▼
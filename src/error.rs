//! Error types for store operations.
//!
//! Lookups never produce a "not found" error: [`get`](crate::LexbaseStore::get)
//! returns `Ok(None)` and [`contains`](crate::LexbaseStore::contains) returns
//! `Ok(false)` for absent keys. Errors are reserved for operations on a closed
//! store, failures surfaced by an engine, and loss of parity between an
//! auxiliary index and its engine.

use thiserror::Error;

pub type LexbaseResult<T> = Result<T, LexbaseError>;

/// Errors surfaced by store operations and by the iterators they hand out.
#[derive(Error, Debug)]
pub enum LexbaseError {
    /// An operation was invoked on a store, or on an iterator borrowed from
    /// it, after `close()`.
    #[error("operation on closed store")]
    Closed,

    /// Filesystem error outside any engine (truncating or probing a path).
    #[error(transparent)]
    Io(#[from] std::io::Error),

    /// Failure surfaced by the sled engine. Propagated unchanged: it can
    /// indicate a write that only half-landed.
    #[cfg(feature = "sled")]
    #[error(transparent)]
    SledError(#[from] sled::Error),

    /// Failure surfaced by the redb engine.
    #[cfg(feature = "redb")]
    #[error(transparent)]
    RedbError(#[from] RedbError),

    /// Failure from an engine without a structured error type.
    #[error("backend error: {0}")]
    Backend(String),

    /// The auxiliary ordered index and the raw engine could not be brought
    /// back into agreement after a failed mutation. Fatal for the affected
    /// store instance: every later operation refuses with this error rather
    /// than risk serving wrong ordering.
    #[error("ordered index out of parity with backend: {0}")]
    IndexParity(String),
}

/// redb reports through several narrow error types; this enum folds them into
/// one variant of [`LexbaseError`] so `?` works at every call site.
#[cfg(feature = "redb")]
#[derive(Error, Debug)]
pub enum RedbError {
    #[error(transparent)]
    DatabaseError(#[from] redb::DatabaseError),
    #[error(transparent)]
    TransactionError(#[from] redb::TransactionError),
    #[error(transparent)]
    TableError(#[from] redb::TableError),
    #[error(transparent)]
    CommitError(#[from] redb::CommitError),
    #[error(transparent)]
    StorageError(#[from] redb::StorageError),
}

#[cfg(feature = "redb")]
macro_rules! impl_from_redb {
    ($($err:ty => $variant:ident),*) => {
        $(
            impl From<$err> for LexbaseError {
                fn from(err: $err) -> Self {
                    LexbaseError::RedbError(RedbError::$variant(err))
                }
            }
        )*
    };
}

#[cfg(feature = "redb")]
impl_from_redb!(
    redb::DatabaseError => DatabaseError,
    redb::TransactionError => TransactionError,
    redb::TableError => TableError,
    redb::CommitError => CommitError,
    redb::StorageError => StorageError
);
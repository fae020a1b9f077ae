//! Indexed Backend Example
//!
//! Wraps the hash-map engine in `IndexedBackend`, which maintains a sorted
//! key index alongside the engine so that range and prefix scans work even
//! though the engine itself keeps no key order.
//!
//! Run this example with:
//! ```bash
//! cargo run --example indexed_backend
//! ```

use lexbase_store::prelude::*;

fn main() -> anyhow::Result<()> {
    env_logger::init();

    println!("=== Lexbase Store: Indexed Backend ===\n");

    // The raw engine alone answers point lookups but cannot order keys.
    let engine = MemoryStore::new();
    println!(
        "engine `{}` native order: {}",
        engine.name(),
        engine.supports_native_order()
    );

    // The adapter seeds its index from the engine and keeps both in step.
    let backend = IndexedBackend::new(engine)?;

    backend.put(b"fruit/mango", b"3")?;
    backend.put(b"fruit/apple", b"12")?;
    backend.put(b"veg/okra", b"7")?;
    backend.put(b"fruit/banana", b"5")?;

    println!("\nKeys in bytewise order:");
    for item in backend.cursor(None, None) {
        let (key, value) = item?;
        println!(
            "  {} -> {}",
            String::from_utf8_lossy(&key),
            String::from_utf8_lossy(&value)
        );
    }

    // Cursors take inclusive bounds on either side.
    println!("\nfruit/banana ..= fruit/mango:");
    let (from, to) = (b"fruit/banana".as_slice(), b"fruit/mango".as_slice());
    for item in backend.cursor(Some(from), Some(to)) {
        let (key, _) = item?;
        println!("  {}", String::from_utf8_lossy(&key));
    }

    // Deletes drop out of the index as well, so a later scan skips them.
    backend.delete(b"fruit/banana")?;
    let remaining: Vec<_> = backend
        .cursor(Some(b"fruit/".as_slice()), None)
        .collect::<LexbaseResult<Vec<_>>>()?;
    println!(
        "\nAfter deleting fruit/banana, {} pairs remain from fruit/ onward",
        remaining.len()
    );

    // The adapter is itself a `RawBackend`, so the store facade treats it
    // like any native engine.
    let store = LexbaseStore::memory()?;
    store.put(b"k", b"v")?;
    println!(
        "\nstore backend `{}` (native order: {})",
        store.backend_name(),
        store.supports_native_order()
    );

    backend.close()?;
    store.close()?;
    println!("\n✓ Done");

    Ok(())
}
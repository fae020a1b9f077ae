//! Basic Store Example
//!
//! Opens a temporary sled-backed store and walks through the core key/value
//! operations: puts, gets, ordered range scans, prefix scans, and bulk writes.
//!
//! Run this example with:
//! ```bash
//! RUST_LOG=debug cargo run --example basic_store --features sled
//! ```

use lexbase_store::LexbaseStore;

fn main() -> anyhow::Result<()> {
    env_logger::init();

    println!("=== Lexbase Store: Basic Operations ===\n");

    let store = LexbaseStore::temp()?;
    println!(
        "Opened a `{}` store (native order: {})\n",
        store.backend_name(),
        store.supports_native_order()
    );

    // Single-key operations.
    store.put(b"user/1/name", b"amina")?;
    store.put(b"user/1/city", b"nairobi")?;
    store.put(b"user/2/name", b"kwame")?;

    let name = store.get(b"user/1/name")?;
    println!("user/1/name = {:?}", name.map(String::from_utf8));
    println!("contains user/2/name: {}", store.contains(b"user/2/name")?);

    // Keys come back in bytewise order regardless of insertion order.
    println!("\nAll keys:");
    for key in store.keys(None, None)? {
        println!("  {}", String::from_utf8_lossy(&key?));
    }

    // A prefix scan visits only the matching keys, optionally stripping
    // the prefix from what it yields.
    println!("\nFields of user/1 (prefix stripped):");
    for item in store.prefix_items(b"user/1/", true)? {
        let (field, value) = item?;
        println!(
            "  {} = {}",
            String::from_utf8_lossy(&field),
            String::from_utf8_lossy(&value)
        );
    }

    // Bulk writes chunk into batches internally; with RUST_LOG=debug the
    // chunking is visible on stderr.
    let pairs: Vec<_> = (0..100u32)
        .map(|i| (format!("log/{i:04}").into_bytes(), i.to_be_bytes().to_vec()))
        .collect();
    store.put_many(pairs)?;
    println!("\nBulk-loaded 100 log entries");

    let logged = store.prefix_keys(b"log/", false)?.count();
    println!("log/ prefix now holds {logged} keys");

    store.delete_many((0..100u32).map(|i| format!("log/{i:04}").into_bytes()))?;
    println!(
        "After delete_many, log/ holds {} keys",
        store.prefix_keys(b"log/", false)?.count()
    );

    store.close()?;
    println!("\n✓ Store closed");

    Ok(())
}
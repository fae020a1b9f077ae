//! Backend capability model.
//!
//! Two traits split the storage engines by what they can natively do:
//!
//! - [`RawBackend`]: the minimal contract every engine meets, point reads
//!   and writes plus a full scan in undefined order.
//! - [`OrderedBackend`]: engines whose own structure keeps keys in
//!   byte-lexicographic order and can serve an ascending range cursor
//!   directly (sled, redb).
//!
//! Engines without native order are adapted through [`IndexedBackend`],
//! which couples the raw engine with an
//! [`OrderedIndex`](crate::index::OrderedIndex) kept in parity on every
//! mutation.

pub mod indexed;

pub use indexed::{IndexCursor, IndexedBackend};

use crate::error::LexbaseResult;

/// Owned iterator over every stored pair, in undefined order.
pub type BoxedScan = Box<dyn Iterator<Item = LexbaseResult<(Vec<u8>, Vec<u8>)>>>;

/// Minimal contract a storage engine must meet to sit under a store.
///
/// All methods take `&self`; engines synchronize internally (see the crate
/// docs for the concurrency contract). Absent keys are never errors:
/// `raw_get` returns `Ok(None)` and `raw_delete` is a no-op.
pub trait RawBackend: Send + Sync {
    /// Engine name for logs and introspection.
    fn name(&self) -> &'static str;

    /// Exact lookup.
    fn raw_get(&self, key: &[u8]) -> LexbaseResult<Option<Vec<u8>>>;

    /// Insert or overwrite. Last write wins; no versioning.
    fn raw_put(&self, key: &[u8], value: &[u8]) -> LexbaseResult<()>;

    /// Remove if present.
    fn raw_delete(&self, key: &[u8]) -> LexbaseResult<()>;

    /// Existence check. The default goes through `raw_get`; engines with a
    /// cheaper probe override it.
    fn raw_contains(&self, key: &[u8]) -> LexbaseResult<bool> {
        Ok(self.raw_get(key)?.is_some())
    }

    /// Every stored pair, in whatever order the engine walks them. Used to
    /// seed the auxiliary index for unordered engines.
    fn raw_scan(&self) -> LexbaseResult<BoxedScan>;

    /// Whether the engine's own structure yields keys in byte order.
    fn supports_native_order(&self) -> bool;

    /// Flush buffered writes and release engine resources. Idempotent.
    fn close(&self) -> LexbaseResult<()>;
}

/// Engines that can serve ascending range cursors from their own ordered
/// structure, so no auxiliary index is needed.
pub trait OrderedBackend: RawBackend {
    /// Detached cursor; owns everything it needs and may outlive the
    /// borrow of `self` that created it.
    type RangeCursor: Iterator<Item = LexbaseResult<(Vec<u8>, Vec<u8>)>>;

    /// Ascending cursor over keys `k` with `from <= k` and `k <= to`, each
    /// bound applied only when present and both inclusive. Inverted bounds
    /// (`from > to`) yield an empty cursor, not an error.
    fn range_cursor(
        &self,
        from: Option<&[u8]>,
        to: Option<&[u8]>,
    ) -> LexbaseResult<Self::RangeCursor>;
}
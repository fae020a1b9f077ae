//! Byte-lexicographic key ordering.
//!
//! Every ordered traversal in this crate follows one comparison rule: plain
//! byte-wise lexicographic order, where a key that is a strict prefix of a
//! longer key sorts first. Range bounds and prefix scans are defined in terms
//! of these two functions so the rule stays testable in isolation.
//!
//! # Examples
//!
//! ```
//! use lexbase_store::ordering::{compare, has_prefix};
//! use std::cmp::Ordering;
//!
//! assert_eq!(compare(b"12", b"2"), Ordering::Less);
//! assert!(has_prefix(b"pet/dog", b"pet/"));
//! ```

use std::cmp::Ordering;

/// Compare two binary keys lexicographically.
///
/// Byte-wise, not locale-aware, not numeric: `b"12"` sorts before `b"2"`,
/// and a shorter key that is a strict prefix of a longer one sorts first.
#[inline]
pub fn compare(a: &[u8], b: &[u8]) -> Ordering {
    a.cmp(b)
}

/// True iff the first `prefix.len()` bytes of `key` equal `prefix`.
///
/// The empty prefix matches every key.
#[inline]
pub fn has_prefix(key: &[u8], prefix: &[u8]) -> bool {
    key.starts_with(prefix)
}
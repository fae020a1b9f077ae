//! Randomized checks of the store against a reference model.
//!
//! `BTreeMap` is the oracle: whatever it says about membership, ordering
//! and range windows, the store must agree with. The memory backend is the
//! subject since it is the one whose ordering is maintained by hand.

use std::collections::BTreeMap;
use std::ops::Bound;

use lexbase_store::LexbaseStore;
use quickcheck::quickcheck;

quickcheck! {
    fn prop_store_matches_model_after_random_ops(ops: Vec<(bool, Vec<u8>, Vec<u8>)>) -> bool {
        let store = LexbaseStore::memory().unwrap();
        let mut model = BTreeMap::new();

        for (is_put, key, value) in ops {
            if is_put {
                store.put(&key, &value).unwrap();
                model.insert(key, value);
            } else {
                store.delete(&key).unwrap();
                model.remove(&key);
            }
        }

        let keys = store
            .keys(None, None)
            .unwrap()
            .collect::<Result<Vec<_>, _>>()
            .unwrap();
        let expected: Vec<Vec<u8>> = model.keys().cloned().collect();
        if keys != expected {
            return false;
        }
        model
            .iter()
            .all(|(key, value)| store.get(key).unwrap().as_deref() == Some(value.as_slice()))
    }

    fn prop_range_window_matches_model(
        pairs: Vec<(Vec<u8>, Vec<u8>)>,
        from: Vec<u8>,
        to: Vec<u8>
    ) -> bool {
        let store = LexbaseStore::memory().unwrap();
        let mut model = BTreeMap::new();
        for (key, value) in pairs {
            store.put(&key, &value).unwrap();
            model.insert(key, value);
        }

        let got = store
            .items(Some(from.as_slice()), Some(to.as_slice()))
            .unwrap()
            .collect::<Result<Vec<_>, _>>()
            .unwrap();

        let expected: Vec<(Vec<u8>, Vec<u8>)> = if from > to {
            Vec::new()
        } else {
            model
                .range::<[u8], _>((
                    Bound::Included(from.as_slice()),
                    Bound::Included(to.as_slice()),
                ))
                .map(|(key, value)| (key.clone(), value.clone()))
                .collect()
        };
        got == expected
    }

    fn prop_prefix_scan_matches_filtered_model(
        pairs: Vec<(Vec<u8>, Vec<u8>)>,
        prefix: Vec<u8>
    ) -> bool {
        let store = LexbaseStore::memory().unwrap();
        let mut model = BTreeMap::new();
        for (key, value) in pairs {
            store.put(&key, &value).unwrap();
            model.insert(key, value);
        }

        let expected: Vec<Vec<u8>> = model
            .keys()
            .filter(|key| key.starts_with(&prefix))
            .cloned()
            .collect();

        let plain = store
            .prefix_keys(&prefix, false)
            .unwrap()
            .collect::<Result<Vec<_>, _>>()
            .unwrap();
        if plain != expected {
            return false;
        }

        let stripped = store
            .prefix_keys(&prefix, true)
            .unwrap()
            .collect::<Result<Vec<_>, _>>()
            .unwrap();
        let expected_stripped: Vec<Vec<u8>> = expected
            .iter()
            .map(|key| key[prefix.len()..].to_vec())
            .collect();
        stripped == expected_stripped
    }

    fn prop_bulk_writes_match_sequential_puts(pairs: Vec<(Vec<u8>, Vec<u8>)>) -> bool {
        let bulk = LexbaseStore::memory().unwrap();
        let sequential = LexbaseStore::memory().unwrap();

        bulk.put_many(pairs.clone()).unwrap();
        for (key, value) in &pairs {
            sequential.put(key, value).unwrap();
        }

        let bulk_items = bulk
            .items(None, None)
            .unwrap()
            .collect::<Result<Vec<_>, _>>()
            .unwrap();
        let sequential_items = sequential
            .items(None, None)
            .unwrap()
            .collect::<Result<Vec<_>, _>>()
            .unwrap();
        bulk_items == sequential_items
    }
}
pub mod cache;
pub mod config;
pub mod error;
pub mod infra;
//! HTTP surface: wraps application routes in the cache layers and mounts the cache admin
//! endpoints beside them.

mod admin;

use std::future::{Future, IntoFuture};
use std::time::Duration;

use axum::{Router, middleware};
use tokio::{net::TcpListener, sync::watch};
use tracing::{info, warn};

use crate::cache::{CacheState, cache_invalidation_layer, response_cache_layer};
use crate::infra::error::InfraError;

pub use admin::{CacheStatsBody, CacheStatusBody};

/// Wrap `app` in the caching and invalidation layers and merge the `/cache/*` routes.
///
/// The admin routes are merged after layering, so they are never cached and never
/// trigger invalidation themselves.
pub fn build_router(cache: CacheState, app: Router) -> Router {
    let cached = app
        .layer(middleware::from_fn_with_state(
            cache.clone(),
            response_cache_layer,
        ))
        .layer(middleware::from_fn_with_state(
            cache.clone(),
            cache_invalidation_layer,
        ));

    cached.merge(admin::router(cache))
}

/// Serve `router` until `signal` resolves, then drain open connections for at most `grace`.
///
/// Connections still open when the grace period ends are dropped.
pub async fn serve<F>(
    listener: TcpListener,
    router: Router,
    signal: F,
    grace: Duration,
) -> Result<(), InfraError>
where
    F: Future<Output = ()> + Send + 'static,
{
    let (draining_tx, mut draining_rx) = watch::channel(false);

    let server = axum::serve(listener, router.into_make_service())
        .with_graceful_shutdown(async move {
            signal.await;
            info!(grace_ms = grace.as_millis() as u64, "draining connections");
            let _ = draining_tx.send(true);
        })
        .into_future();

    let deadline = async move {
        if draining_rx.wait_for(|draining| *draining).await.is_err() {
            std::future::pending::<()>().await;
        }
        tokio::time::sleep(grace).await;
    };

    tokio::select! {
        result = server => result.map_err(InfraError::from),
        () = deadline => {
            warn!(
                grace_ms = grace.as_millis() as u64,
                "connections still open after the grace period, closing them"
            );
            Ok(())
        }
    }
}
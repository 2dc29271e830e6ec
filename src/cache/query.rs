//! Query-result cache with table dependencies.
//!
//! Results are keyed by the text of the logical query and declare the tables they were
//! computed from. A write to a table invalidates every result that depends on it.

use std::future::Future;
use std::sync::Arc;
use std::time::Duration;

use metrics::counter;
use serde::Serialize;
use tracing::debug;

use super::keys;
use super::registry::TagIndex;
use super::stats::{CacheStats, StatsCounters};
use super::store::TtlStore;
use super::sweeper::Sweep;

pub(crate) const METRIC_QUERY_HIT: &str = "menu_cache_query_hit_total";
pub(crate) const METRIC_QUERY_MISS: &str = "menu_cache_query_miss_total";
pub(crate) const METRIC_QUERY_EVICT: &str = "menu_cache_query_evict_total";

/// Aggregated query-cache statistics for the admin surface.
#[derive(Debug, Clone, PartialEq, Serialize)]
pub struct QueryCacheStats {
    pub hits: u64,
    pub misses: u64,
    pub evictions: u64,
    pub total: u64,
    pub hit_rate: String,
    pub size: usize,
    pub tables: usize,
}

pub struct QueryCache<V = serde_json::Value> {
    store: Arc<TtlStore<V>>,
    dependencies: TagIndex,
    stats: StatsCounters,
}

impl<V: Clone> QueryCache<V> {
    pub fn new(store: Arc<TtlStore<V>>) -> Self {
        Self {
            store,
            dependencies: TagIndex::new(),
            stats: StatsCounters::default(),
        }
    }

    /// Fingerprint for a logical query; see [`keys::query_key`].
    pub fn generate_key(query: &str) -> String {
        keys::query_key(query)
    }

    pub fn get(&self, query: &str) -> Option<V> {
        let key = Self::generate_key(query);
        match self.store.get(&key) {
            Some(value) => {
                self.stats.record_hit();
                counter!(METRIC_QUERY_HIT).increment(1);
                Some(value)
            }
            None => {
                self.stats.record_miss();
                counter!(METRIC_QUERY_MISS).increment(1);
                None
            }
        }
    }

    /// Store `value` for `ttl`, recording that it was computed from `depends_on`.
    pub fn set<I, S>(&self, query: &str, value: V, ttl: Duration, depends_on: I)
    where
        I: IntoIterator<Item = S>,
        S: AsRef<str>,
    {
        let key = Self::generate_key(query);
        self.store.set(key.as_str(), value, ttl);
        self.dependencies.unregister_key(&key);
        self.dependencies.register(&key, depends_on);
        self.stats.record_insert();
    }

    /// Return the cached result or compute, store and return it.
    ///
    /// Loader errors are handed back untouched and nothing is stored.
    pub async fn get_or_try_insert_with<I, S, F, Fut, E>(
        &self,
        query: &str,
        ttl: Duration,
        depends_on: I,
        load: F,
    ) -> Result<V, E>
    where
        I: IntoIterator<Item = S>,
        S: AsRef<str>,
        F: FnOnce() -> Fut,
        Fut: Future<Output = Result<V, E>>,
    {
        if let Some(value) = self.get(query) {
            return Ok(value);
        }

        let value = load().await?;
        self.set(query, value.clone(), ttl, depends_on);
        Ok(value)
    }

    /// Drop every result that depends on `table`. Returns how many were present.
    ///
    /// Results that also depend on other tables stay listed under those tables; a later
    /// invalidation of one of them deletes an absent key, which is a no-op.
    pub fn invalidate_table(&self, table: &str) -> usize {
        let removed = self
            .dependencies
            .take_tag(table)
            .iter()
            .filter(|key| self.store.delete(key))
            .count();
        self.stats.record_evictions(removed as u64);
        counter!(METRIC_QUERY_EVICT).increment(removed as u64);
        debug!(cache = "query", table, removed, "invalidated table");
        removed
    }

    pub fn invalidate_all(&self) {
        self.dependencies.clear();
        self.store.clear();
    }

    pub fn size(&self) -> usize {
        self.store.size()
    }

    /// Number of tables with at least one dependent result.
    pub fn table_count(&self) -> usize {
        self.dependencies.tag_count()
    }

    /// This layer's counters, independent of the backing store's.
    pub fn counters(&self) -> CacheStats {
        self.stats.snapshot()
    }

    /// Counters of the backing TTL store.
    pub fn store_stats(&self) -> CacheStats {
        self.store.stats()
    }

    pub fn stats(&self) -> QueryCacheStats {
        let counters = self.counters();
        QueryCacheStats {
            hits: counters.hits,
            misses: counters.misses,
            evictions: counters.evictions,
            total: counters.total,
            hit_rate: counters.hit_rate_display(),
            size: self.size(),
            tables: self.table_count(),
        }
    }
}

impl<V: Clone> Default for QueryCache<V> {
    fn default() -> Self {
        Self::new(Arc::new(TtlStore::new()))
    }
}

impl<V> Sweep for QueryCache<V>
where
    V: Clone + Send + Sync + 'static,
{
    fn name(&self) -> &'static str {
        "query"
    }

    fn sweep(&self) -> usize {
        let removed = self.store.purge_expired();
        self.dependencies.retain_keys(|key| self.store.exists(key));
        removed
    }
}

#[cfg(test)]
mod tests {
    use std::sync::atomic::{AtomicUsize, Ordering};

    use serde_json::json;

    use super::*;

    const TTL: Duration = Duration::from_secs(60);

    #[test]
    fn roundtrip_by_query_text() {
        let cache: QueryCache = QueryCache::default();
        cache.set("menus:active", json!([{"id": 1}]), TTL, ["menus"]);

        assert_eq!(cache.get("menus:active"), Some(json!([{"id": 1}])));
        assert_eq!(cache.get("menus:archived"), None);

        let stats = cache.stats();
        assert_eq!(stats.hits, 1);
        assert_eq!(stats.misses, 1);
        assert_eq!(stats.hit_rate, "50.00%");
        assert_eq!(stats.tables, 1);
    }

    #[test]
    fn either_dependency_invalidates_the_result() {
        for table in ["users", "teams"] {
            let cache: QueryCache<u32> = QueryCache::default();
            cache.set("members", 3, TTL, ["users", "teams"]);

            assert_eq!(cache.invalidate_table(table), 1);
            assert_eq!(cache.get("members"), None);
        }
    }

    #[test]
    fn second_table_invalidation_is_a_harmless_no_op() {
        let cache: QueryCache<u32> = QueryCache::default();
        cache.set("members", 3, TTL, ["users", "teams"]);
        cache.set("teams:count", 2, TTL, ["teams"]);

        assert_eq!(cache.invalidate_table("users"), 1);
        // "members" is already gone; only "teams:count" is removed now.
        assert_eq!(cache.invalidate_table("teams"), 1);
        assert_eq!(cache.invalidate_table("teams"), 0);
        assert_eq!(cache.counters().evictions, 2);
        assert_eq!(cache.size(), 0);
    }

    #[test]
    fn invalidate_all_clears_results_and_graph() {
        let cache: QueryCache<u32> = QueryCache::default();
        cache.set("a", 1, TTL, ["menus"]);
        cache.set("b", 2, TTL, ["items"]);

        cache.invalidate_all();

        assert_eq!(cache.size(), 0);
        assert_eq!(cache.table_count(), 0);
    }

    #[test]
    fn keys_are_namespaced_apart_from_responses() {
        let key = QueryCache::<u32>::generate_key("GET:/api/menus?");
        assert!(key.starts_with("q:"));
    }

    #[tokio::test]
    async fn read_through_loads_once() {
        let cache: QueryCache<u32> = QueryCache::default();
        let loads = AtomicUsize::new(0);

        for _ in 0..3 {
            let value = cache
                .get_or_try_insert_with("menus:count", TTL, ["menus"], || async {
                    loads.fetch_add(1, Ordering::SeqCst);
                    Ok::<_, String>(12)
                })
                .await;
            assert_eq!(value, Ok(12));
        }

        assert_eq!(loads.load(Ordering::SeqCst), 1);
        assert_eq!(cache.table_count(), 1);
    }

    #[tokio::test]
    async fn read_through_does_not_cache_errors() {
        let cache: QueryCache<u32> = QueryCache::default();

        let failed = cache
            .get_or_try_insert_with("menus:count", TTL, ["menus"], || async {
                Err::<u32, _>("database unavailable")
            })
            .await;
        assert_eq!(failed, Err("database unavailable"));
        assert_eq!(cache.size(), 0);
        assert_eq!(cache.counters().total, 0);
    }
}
▲
Task instructions
Repeat exactly the lines of the listing from its first line through the line that holds "pub type LexbaseResult<T>". Nothing else should appear.

Exercise response
filename src/error.rs
//! Error types for store operations.
//!
//! Lookups never produce a "not found" error: [`get`](crate::LexbaseStore::get)
//! returns `Ok(None)` and [`contains`](crate::LexbaseStore::contains) returns
//! `Ok(false)` for absent keys. Errors are reserved for operations on a closed
//! store, failures surfaced by an engine, and loss of parity between an
//! auxiliary index and its engine.

use thiserror::Error;

pub type LexbaseResult<T> = Result<T, LexbaseError>;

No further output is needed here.